● Exercise details:
Lines from the beginning of the entries up to and including the one with "Subdirectory of the" must be duplicated word for word; leave out all others.

● Input records:
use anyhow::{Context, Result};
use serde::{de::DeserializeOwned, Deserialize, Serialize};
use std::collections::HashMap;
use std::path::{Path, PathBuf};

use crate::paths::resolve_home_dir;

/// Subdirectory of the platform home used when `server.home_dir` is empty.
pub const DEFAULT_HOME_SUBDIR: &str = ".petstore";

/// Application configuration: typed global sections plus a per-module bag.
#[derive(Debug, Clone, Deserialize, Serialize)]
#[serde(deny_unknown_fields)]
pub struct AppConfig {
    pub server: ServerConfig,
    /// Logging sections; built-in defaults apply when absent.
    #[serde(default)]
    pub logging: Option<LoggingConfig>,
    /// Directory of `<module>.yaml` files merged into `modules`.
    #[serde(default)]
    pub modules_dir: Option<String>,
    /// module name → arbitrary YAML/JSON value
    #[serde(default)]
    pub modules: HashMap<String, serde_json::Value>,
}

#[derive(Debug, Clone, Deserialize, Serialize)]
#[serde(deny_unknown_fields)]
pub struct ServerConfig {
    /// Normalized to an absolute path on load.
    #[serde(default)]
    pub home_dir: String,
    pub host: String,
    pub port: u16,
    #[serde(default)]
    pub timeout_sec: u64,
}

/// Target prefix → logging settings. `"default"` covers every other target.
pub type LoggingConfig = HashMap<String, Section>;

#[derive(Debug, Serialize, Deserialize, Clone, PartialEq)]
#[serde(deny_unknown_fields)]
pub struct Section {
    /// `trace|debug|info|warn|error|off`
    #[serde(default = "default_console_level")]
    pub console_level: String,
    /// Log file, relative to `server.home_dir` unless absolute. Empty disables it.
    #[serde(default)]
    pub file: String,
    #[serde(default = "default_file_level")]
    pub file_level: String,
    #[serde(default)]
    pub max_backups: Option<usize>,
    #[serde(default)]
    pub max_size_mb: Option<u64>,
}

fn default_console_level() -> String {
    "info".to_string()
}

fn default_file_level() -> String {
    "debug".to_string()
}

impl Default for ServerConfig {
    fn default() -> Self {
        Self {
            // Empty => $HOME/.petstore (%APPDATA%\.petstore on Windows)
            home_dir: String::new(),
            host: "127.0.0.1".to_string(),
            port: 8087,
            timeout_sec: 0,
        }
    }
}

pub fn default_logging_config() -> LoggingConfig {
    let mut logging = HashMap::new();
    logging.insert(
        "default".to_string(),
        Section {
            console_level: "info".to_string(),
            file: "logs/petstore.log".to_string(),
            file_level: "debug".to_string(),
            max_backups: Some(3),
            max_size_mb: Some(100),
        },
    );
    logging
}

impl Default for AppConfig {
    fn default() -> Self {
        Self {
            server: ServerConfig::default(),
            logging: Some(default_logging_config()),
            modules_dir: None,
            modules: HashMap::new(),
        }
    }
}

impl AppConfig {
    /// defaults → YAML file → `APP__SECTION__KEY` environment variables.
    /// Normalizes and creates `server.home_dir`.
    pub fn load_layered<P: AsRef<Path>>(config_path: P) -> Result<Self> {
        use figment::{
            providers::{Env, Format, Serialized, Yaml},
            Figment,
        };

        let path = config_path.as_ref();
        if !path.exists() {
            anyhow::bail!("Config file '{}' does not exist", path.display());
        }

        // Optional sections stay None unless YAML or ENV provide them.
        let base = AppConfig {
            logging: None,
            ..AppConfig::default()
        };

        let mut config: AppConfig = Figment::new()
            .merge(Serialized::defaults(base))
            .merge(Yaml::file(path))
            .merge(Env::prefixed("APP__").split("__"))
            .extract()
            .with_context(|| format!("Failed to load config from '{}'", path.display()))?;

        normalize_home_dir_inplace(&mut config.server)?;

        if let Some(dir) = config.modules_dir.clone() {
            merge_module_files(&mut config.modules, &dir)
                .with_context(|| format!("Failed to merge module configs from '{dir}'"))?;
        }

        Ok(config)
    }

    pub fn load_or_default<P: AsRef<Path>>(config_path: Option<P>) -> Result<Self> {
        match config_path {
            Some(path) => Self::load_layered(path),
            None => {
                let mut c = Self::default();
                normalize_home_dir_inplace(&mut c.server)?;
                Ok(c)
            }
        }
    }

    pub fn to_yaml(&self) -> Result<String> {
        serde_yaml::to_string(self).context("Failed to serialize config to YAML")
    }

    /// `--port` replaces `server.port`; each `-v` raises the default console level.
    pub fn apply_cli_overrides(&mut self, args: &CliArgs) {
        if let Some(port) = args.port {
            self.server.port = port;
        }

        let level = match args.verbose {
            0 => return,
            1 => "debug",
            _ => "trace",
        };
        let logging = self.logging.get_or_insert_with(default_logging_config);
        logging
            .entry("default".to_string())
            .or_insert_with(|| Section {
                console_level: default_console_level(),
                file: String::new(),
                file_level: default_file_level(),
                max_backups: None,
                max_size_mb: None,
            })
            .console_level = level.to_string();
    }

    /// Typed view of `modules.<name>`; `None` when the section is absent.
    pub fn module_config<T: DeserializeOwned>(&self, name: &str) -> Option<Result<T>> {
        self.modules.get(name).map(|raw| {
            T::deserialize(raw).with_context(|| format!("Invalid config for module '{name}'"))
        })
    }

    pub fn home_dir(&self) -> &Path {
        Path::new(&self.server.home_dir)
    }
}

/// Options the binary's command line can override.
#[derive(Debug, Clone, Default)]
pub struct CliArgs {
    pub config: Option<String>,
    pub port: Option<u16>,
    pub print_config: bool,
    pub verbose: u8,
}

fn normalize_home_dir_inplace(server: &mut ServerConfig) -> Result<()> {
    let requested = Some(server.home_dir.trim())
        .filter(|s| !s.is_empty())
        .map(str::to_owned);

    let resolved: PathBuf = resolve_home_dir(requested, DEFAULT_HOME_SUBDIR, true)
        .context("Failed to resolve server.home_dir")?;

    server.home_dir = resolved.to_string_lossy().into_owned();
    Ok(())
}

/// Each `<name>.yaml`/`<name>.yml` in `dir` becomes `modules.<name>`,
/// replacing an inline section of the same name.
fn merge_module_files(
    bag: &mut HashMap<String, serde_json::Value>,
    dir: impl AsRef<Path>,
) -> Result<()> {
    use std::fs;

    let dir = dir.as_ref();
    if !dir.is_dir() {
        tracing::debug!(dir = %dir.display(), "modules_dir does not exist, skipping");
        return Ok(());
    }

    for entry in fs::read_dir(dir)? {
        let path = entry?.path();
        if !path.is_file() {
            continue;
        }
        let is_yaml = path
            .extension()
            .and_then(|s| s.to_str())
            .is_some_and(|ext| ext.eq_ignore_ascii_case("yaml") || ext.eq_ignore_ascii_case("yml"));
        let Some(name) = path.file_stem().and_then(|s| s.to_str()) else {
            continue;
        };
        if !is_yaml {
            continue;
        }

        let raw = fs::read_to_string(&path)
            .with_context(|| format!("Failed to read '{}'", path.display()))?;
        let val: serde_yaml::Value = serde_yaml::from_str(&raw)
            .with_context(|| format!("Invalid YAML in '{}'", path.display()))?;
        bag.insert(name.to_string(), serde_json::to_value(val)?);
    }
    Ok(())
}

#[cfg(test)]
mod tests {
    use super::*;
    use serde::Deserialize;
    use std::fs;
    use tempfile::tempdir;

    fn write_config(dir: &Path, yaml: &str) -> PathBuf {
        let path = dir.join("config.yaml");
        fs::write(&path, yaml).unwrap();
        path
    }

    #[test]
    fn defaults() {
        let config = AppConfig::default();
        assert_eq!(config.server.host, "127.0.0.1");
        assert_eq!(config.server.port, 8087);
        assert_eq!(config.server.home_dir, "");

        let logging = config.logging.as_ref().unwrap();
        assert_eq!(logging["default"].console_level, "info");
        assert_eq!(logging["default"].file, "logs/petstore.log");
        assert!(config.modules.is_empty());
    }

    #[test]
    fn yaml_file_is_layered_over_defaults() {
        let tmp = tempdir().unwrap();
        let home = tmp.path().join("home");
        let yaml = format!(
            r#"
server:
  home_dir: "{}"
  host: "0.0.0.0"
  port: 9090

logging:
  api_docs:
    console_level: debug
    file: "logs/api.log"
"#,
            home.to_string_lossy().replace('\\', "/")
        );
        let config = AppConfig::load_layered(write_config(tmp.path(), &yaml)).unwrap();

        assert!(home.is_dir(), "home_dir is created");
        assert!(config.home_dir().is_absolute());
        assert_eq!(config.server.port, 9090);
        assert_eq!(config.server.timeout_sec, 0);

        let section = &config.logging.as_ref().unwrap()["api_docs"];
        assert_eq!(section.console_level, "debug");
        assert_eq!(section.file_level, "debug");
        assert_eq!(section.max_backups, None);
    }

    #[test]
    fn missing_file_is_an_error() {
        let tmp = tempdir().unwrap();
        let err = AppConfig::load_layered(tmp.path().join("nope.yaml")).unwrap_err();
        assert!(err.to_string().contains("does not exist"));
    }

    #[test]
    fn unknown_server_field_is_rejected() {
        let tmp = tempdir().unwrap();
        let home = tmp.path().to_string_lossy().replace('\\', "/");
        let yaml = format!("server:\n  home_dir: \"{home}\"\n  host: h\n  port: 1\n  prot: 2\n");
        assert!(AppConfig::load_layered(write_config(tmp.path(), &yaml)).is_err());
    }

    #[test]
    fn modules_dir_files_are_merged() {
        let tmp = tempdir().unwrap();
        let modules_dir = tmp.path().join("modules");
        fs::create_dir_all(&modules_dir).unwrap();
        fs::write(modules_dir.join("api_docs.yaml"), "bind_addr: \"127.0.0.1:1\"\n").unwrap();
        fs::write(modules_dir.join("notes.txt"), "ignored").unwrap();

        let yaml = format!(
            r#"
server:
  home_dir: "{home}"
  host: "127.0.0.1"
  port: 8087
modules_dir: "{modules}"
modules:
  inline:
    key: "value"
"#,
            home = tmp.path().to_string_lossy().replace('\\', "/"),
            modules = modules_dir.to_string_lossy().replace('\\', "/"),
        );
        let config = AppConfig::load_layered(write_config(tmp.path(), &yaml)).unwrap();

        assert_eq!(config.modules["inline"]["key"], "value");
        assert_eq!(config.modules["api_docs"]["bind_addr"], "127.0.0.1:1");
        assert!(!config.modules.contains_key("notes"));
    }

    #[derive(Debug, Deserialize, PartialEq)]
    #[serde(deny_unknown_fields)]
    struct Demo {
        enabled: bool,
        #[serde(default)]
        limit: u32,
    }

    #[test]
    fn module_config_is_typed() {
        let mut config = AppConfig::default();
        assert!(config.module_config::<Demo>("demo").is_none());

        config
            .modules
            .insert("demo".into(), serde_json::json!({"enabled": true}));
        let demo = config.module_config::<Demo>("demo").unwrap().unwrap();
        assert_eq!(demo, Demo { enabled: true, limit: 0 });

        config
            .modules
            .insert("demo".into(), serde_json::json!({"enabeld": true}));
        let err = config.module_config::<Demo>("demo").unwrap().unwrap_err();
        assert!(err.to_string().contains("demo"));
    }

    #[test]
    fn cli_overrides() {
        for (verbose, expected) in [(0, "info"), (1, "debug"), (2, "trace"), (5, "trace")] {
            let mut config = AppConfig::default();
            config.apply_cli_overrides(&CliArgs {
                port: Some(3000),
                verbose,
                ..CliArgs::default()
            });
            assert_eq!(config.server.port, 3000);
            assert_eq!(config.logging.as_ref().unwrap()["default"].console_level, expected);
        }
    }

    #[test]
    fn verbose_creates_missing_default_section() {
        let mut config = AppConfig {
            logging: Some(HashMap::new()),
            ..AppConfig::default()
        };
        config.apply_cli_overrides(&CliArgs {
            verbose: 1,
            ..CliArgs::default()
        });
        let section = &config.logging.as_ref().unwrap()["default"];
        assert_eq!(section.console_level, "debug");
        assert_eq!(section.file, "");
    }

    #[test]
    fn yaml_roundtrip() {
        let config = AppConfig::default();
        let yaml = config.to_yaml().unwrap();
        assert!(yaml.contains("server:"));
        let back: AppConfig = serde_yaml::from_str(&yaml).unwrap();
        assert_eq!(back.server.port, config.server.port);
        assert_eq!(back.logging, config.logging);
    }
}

● Exercise output:
use anyhow::{Context, Result};
use serde::{de::DeserializeOwned, Deserialize, Serialize};
use std::collections::HashMap;
use std::path::{Path, PathBuf};

use crate::paths::resolve_home_dir;

/// Subdirectory of the platform home used when `server.home_dir` is empty.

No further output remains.